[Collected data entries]

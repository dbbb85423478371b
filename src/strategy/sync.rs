//! Synchronous replay strategy
//!
//! Applies operation records one at a time, in file order, on the calling
//! thread. The resulting ledger state is fully deterministic.

use crate::core::Ledger;
use crate::io::sync_reader::SyncReader;
use crate::strategy::{apply_operation, ReplayStrategy};
use log::{info, warn};
use std::path::Path;
use std::sync::Arc;

/// Sequential replay strategy
#[derive(Debug, Clone, Copy, Default)]
pub struct SyncReplayStrategy;

impl ReplayStrategy for SyncReplayStrategy {
    /// Replay every record of `input_path` in order
    ///
    /// Fatal errors (file not found) are returned immediately. Malformed rows
    /// and rejected operations are logged and replay continues.
    fn replay(&self, input_path: &Path) -> Result<Arc<Ledger>, String> {
        let ledger = Ledger::new();
        let reader = SyncReader::new(input_path)?;

        let mut applied = 0usize;
        let mut rejected = 0usize;
        for result in reader {
            match result {
                Ok(record) => match apply_operation(&ledger, &record) {
                    Ok(()) => applied += 1,
                    Err(e) => {
                        rejected += 1;
                        warn!("Operation rejected: {}", e);
                    }
                },
                Err(e) => warn!("CSV parsing error: {}", e),
            }
        }

        info!("Replay finished: {} applied, {} rejected", applied, rejected);
        Ok(Arc::new(ledger))
    }
}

Aim of the task »
Copy every line from the data that includes the string "rejected".

Expected output »
    /// and rejected operations are logged and replay continues.
        let mut rejected = 0usize;
                        rejected += 1;
                        warn!("Operation rejected: {}", e);
        info!("Replay finished: {} applied, {} rejected", applied, rejected);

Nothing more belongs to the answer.